** Recorded information follows **
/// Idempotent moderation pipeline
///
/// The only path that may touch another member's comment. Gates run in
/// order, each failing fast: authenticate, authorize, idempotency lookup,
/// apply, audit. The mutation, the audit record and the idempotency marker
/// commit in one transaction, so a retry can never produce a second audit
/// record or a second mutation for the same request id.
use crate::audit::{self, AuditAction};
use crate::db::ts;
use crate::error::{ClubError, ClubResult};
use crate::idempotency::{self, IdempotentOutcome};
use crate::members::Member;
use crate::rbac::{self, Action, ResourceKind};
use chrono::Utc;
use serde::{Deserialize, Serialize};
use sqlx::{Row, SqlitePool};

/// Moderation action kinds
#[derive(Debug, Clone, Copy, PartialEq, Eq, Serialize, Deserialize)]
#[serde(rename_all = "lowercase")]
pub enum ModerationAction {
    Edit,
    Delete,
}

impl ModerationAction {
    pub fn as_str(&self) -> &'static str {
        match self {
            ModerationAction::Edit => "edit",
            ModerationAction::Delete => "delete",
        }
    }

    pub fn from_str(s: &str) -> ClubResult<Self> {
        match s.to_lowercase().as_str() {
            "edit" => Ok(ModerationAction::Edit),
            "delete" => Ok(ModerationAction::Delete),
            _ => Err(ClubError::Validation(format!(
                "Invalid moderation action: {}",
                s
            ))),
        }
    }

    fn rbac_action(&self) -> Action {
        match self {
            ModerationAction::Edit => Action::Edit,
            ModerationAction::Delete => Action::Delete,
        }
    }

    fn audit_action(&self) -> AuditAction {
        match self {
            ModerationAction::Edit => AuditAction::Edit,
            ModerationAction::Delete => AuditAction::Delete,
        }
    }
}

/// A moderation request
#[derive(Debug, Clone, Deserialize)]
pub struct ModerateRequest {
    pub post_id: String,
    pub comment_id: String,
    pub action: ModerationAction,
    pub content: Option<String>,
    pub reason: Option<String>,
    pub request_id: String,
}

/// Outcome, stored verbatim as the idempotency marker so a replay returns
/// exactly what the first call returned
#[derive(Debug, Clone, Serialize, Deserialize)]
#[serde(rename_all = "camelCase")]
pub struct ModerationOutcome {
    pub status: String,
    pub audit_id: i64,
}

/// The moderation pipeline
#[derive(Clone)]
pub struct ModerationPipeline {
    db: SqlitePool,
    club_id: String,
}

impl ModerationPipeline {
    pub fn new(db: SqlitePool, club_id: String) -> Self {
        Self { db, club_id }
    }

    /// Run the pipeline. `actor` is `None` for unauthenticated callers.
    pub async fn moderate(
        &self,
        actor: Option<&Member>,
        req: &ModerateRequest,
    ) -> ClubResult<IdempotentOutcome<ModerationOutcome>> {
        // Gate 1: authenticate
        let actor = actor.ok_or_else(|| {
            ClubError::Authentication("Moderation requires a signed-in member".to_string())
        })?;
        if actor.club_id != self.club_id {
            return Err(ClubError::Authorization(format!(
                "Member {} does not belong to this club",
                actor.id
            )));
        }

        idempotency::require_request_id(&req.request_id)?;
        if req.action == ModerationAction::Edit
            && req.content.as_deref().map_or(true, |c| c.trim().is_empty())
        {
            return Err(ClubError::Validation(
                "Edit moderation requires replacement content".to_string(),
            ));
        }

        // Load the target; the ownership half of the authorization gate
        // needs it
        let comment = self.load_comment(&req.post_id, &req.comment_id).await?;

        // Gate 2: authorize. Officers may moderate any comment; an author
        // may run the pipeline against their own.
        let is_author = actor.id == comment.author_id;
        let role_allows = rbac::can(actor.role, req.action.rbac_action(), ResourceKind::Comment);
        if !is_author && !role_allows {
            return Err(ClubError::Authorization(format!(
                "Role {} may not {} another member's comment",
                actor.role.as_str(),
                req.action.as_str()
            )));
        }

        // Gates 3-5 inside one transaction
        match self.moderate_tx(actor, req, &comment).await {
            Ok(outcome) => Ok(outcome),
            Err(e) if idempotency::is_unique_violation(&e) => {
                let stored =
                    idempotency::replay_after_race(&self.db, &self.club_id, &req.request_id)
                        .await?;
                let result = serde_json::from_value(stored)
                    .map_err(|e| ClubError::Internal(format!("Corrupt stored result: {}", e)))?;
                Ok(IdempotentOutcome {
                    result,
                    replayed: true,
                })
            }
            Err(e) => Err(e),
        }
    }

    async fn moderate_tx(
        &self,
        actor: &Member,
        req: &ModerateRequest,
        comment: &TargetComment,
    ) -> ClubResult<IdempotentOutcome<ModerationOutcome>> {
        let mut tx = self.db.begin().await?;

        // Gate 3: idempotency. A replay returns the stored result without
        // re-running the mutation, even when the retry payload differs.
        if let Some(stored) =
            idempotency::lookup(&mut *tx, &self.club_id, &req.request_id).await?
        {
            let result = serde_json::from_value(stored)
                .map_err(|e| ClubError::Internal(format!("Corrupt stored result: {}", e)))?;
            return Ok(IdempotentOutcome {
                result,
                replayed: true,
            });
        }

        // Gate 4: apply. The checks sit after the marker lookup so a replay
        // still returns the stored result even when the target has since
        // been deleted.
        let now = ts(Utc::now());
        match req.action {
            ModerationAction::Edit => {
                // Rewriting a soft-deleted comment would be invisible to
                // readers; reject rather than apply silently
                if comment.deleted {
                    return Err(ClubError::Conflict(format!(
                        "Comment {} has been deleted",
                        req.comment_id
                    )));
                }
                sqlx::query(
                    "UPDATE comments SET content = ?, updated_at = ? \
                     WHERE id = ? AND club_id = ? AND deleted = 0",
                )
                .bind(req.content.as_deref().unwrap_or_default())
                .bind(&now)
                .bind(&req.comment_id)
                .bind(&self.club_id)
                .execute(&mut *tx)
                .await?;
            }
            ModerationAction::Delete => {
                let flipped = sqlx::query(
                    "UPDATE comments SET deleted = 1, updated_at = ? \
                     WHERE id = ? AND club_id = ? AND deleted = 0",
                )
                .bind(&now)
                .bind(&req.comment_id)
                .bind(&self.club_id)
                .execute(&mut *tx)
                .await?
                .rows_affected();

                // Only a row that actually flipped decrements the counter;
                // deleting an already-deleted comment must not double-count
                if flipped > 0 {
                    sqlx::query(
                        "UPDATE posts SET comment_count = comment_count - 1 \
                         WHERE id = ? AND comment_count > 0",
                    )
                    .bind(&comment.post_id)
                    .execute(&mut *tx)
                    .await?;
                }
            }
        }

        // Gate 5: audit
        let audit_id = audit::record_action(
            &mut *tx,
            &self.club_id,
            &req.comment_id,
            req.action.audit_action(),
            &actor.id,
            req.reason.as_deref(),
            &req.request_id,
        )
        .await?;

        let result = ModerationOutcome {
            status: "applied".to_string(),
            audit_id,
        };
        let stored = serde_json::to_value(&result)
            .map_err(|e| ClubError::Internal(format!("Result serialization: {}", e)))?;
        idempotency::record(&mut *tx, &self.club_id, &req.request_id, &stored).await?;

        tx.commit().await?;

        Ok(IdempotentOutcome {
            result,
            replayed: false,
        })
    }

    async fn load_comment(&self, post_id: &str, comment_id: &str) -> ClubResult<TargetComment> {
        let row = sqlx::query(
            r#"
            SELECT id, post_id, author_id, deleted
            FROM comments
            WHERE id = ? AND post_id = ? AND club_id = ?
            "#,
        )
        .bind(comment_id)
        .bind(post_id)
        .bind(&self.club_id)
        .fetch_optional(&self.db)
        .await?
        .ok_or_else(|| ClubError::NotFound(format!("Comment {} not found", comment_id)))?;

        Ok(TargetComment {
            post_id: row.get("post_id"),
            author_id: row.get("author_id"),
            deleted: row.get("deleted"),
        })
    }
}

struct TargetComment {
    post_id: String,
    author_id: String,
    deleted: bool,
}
** End of Recorded information **
About this exercise: Everything from the line containing "FROM comments" to the bottom of the listing is to be set down exactly; leave out all other lines.

Output of the task:
            FROM comments
            WHERE id = ? AND post_id = ? AND club_id = ?
            "#,
        )
        .bind(comment_id)
        .bind(post_id)
        .bind(&self.club_id)
        .fetch_optional(&self.db)
        .await?
        .ok_or_else(|| ClubError::NotFound(format!("Comment {} not found", comment_id)))?;

        Ok(TargetComment {
            post_id: row.get("post_id"),
            author_id: row.get("author_id"),
            deleted: row.get("deleted"),
        })
    }
}

struct TargetComment {
    post_id: String,
    author_id: String,
    deleted: bool,
}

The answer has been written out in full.